(Saved data entries)
· · · · ·

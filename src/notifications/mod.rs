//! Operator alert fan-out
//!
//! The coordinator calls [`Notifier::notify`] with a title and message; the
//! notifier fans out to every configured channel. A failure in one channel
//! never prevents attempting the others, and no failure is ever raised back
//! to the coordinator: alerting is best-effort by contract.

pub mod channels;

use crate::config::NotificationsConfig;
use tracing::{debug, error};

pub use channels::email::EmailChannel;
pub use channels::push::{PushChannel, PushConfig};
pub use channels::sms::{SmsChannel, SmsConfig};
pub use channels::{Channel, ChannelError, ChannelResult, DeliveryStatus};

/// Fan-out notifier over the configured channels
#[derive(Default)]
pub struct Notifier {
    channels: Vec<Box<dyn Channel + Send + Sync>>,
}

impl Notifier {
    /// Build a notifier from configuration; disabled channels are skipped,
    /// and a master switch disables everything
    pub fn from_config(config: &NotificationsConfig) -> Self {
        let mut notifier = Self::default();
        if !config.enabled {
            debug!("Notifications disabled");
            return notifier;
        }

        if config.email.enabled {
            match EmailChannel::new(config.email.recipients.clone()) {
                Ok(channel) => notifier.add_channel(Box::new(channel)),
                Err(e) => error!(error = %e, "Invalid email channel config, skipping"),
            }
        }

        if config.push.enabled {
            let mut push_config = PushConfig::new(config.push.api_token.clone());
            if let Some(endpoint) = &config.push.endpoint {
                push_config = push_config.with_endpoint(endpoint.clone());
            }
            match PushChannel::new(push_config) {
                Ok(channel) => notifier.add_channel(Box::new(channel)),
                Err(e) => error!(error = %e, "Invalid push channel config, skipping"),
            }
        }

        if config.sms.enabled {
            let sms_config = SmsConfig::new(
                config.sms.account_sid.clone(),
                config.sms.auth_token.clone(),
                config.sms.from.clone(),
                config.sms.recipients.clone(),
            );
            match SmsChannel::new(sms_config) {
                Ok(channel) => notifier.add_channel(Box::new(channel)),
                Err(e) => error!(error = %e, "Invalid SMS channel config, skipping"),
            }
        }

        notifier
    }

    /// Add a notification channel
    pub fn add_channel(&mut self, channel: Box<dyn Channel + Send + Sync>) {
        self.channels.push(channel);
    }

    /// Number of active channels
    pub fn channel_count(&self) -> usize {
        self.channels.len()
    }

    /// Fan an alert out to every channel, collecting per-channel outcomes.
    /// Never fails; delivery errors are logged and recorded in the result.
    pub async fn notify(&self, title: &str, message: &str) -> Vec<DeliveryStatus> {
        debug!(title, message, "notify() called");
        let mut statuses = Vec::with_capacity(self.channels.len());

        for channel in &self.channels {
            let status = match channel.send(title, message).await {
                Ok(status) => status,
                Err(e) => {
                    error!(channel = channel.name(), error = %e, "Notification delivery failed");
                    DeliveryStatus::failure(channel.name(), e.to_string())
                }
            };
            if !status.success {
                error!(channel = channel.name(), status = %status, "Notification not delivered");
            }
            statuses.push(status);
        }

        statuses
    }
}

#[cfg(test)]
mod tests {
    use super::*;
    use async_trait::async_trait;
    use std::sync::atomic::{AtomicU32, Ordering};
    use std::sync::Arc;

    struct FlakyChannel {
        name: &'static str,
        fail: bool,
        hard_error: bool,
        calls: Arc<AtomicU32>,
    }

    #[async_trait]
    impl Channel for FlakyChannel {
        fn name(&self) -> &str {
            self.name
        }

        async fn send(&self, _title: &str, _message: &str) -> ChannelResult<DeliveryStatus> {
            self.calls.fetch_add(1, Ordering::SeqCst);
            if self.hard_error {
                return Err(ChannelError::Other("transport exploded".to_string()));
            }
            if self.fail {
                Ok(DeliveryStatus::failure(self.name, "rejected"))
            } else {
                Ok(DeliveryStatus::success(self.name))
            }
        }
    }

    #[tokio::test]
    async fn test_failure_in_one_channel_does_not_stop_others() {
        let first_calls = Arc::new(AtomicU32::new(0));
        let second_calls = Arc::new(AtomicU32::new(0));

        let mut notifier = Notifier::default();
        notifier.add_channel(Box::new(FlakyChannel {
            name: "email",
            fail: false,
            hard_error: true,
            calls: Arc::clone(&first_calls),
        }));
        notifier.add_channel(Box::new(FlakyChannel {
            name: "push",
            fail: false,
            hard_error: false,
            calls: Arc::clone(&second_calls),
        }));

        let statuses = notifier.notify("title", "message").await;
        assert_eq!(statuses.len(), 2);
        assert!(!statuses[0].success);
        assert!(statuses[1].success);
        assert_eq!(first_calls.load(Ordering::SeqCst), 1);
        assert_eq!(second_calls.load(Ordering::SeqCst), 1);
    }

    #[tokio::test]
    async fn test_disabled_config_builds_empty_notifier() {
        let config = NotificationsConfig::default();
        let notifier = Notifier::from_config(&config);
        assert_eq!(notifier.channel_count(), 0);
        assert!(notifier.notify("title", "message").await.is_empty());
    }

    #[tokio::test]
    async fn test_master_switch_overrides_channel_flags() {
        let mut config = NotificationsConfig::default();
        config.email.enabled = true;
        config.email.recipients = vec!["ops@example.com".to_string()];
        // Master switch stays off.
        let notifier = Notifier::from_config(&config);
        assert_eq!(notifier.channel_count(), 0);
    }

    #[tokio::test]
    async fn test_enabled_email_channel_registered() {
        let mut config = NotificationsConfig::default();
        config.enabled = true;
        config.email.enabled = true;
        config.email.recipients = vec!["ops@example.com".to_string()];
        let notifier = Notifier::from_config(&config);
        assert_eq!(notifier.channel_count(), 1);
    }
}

· · · · ·

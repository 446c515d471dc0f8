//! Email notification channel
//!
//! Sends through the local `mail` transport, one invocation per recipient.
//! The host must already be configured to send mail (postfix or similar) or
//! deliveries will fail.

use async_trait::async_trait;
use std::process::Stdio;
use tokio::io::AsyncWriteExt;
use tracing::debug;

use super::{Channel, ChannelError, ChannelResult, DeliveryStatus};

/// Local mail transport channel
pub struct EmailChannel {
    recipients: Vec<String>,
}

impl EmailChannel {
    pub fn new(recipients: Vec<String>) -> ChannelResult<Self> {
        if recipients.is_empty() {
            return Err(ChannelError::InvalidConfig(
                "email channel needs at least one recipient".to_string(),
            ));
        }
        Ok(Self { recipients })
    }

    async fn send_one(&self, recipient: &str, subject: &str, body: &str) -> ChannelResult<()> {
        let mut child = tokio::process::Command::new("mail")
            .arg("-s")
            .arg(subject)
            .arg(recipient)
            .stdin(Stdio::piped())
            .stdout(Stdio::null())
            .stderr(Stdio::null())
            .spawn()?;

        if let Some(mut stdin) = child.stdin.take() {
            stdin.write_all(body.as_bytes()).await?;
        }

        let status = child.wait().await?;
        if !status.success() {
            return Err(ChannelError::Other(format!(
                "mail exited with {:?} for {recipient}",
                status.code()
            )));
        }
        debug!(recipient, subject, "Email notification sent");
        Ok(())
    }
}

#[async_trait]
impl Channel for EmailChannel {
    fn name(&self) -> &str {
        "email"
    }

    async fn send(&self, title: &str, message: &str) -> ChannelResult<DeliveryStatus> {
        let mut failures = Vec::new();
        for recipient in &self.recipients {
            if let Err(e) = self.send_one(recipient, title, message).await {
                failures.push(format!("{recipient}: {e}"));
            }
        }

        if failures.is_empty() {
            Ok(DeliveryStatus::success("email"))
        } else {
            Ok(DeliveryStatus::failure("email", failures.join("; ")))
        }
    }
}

· · · · ·

• [ACTIVITY]:
Find all lines holding the word "match" in the records above and copy them.

• [THE ANSWER]:
            match EmailChannel::new(config.email.recipients.clone()) {
            match PushChannel::new(push_config) {
            match SmsChannel::new(sms_config) {
            let status = match channel.send(title, message).await {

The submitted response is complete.